The sink itself was full of a uniform dark brown mass that could have been anything once. It looked like chocolate pudding, but I could guarantee it wasn't.

As I glanced around at the remains of the kitchen, I could feel trickles of sweat running down my neck despite the frigid house. I couldn't fix this. It had taken years to get it this bad; how was I supposed to fix it overnight?

I wrapped my jacket tighter around me and wished for more time. A few days—a week, maybe, and I could have this place looking okay enough to let people in. It's not like I had to make it perfect, just good enough so it wasn't a freak show.

A draft of cold air came from somewhere and brushed against my cheek. It was so cold inside, I could see my breath hang in front of me. It felt almost colder in here than it did outside, and, without the furnace working, this whole place was turning into one giant freezer. I'd have to keep moving or I'd freeze to death along with her.

Oh my God—my stomach did a flip-flop as the idea started to form. It was
freezing
in here!

A glimmer of hope started flickering inside me as I picked my way to the other side of the room as fast as I could, my thoughts racing one step ahead. This was totally crazy and totally wrong and totally the only hope I had at all.

The smell near the sink was so bad I had to hold my breath as I worked the windows halfway open. The moldy curtains waved listlessly in the breeze as the frigid air worked its way inside. The window in the laundry room was stuck pretty tight, but I did manage to open it a crack, and I hoped it was enough. With this many windows open in the back of the house, it would probably drop the temperature close to actual freezing. It almost never got cold enough to snow around here, but I'd heard on the radio that there was a frost warning this week, just in time for New Year's Eve. The timing couldn't be better.

The answer had been staring me in the face this whole time. The cold. As long as I could get it cold enough, Mom would . . . keep . . . until I had time to make things look better. I didn't know that much about dead bodies, but I'd watched enough cop shows to know the cold would buy me a couple of days before things got too bad. And a couple of days might be all it took to make the difference between normal and newsworthy.

I could never keep track of the days during vacation, and it took a minute to figure out today was Tuesday. That meant I had until at least Thursday morning, maybe Friday, before Mom would have to be “discovered.” I could spend the next couple of days cleaning the place up, and then go to Kaylie's to spend the night. When I came home in the morning, I could “find” Mom on the floor in a normal-looking house that contained a normal amount of stuff—lying dead in a normal position, not buried under a mountain of magazines in a house that looked like a landfill. If I closed all the windows before I left, it should warm up enough in here to make it look like she'd just died.

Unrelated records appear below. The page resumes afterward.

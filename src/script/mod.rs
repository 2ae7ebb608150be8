//! Embedded object scripting
//!
//! Programs are newline-delimited byte buffers executed incrementally, a
//! bounded number of instructions per tick, so all in-world scripts are
//! cooperatively multitasked. The first byte of each line selects its
//! instruction class; `#` lines carry keyword ("crunch") commands.

mod commands;
pub mod direction;
mod interpreter;
pub mod program;
pub mod text;

pub use interpreter::run;
pub use program::ProgramBuffer;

Two more years until I could have a normal life had seemed like an eternity, and suddenly it was like the universe was handing me a chance to have all of it ahead of schedule. There was only ten tons of garbage standing in the way.

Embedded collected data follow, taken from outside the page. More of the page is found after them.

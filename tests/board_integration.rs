//! Board and world integration tests
//!
//! End-to-end scenarios driven through `World::tick`: item pickup, pushing,
//! doors, energizers, and board transitions.

use gridquest::board::Board;
use gridquest::core::config::EngineConfig;
use gridquest::core::types::{BoardId, Direction, KeyColor, Position};
use gridquest::entity::{Entity, EntityKind};
use gridquest::world::World;

fn world_with(player: Position) -> World {
    let mut world = World::with_seed(EngineConfig::default(), 42);
    let mut board = Board::new();
    board.spawn_kind(EntityKind::Player, player, 0x1f);
    world.add_board(board);
    world
}

#[test]
fn walking_over_a_gem_collects_it() {
    let mut world = world_with(Position::new(5, 5));
    world
        .board_mut()
        .set_entity(Position::new(6, 5), *Entity::create(EntityKind::Gem, 0x0b));

    world.input.right = true;
    world.tick();

    assert_eq!(world.state.gems, 1);
    assert_eq!(world.state.health, 101);
    assert_eq!(world.state.score, 10);
    // The touch consumed the gem and the move followed through.
    assert_eq!(world.board().player_pos(), Position::new(6, 5));
}

#[test]
fn doors_need_the_matching_key() {
    let mut world = world_with(Position::new(5, 5));
    // Red door: high nibble 4.
    world
        .board_mut()
        .set_entity(Position::new(6, 5), *Entity::create(EntityKind::Door, 0x4f));

    world.input.right = true;
    world.tick();
    assert_eq!(world.board().player_pos(), Position::new(5, 5));
    assert_eq!(world.board().entity_at(Position::new(6, 5)).kind, EntityKind::Door);

    world.state.keys.insert(KeyColor::Red);
    world.input.right = true;
    world.tick();
    // The touch opened the door; the player is still in place.
    assert_eq!(world.board().entity_at(Position::new(6, 5)).kind, EntityKind::Empty);
    assert!(world.state.keys.is_empty());

    world.input.right = true;
    world.tick();
    assert_eq!(world.board().player_pos(), Position::new(6, 5));
}

#[test]
fn pushing_a_boulder_row_into_a_wall_fails_atomically() {
    let mut world = world_with(Position::new(2, 5));
    for x in 3..6 {
        world
            .board_mut()
            .set_entity(Position::new(x, 5), *Entity::create(EntityKind::Boulder, 0x0e));
    }
    world
        .board_mut()
        .set_entity(Position::new(6, 5), *Entity::create(EntityKind::Solid, 0x0e));

    world.input.right = true;
    world.tick();

    assert_eq!(world.board().player_pos(), Position::new(2, 5));
    for x in 3..6 {
        assert_eq!(world.board().entity_at(Position::new(x, 5)).kind, EntityKind::Boulder);
    }
}

#[test]
fn energized_contact_scores_instead_of_hurting() {
    let mut world = world_with(Position::new(5, 5));
    world.board_mut().spawn_kind(EntityKind::Lion, Position::new(6, 5), 0x0c);
    world.state.energizer_cycles = 10;

    world.input.right = true;
    world.tick();

    assert_eq!(world.state.health, 100);
    assert_eq!(world.state.score, EntityKind::Lion.points());
    // The lion's cell was vacated by the kill and the move followed through.
    assert_eq!(world.board().player_pos(), Position::new(6, 5));
}

#[test]
fn player_bullets_cross_the_board_and_kill() {
    let mut world = world_with(Position::new(5, 5));
    // Corridor walls so the lion can only meet the bullet head-on.
    for x in 5..11 {
        world
            .board_mut()
            .set_entity(Position::new(x, 4), *Entity::create(EntityKind::Solid, 0x0e));
        world
            .board_mut()
            .set_entity(Position::new(x, 6), *Entity::create(EntityKind::Solid, 0x0e));
    }
    world
        .board_mut()
        .set_entity(Position::new(10, 5), *Entity::create(EntityKind::Solid, 0x0e));
    world.board_mut().spawn_kind(EntityKind::Lion, Position::new(9, 5), 0x0c);
    world.state.ammo = 1;

    world.input.right = true;
    world.input.shoot = true;
    for _ in 0..5 {
        world.tick();
    }

    assert_eq!(world.state.ammo, 0);
    assert_eq!(world.state.score, EntityKind::Lion.points());
    assert_eq!(world.state.health, 100);
}

#[test]
fn board_switch_carries_the_row_across() {
    let mut world = World::with_seed(EngineConfig::default(), 7);
    let mut west = Board::new();
    west.spawn_kind(EntityKind::Player, Position::new(59, 9), 0x1f);
    let mut east = Board::new();
    east.spawn_kind(EntityKind::Player, Position::new(30, 12), 0x1f);

    let a = world.add_board(west);
    let b = world.add_board(east);
    if let Some(board) = world.board_at_mut(a) {
        board.exits[Direction::East.index()] = Some(b);
    }

    world.input.right = true;
    world.tick(); // raises the request
    world.tick(); // applies it
    assert_eq!(world.active_board(), b);
    assert_eq!(world.board().player_pos(), Position::new(0, 9));
}

#[test]
fn bad_board_index_is_rejected() {
    let mut world = world_with(Position::new(5, 5));
    assert!(world.change_active_board(BoardId(3)).is_err());
    assert!(world.change_active_board(BoardId(0)).is_ok());
}

#[test]
fn contact_damage_can_end_the_game() {
    let mut world = world_with(Position::new(5, 5));
    world.state.health = 10;
    world.board_mut().spawn_kind(EntityKind::Lion, Position::new(6, 5), 0x0c);

    world.input.right = true;
    world.tick();

    assert_eq!(world.state.health, 0);
    assert!(world.game_over());
}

I rushed back through the pathway, out of the kitchen, and down to my room at the end of the hall to grab my wallet. I'd need garbage bags—the big, black ones made for moments like this. As far as I knew, we didn't even own any. I stood in my open doorway and felt my heartbeat slow and the knot in my stomach loosen. I kicked the door shut behind me, blocking out the smell and the mess, and took a deep breath.

The flutter of panic that had been whirling in my head was being replaced by something else. I felt a little guilty for the warmth of optimism that was spreading throughout my body at a time when I should have been devastated, but there it was. For once in my life, I was in charge. If I worked hard enough, I could keep Kaylie and Josh and the glimmer of a normal life that had started to form.

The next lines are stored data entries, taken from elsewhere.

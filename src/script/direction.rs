//! Direction expressions
//!
//! Movement and shooting commands accept a small grammar: zero or more
//! transform words followed by a base word, e.g. `OPP CW SEEK`. Transforms
//! are applied right-to-left, so the transform nearest the base applies
//! first.

use rand::Rng;
use rand_chacha::ChaCha8Rng;

use crate::core::error::ScriptError;
use crate::core::types::Step;

/// Ambient values a direction expression can refer to.
pub struct DirectionContext<'a> {
    /// Unit step toward the player (already inverted while energized).
    pub seek: Step,
    /// The evaluating thing's current walk step.
    pub flow: Step,
    pub rng: &'a mut ChaCha8Rng,
}

/// Evaluate a direction expression at the front of `words`.
/// Returns the resulting step and how many words were consumed.
pub fn eval(words: &[&str], ctx: &mut DirectionContext) -> Result<(Step, usize), ScriptError> {
    let mut transforms = vec![];
    for (i, word) in words.iter().enumerate() {
        if let Some(base) = parse_base(word, ctx) {
            let mut step = base;
            for transform in transforms.into_iter().rev() {
                step = apply_transform(transform, step, ctx);
            }
            return Ok((step, i + 1));
        }
        if let Some(transform) = parse_transform(word) {
            transforms.push(transform);
        } else {
            return Err(ScriptError::BadDirection(word.to_string()));
        }
    }
    Err(ScriptError::BadDirection(words.join(" ")))
}

#[derive(Debug, Clone, Copy)]
enum Transform {
    Clockwise,
    Counterwise,
    Opposite,
    RandomPerpendicular,
}

fn parse_base(word: &str, ctx: &mut DirectionContext) -> Option<Step> {
    let upper = word.to_ascii_uppercase();
    Some(match upper.as_str() {
        "N" | "NORTH" => Step::new(0, -1),
        "S" | "SOUTH" => Step::new(0, 1),
        "E" | "EAST" => Step::new(1, 0),
        "W" | "WEST" => Step::new(-1, 0),
        "I" | "IDLE" => Step::IDLE,
        "SEEK" => ctx.seek,
        "FLOW" => ctx.flow,
        "RND" => {
            let all = [Step::new(0, -1), Step::new(0, 1), Step::new(1, 0), Step::new(-1, 0)];
            all[ctx.rng.gen_range(0..4)]
        }
        "RNDNS" => {
            if ctx.rng.gen() {
                Step::new(0, -1)
            } else {
                Step::new(0, 1)
            }
        }
        "RNDNE" => {
            if ctx.rng.gen() {
                Step::new(0, -1)
            } else {
                Step::new(1, 0)
            }
        }
        _ => return None,
    })
}

fn parse_transform(word: &str) -> Option<Transform> {
    let upper = word.to_ascii_uppercase();
    Some(match upper.as_str() {
        "CW" | "CLOCKWISE" => Transform::Clockwise,
        "CCW" | "COUNTERWISE" => Transform::Counterwise,
        "OPP" | "OPPOSITE" => Transform::Opposite,
        "RNDP" => Transform::RandomPerpendicular,
        _ => return None,
    })
}

fn apply_transform(transform: Transform, step: Step, ctx: &mut DirectionContext) -> Step {
    match transform {
        Transform::Clockwise => step.clockwise(),
        Transform::Counterwise => step.counterwise(),
        Transform::Opposite => step.opposite(),
        Transform::RandomPerpendicular => {
            if ctx.rng.gen() {
                step.clockwise()
            } else {
                step.counterwise()
            }
        }
    }
}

Was it selfish? Absolutely. It wasn't like I could do anything to save Mom at this point, but I could do something to help me. But I wasn't
just
doing it for me. I was doing it for Phil and his girlfriend and Sara too. In a way, I was even doing it for Mom. She could still be the hardworking single parent everybody thought she was. Now Nadine and everybody else who knew her wouldn't have to change their memories.

As I looked around my bedroom at the clean surfaces and my neatly made bed, I could feel some energy return deep inside. I could do this. I didn't help Mom last night, but I could help all of us now.

Taking one last look around my room, I gathered strength from the peaceful space. Mom was dead—there was nothing I could do about that. Local history would remember us either as that garbage-hoarding freak family on Collier Avenue, or as the nice oncology nurse with the lovely children.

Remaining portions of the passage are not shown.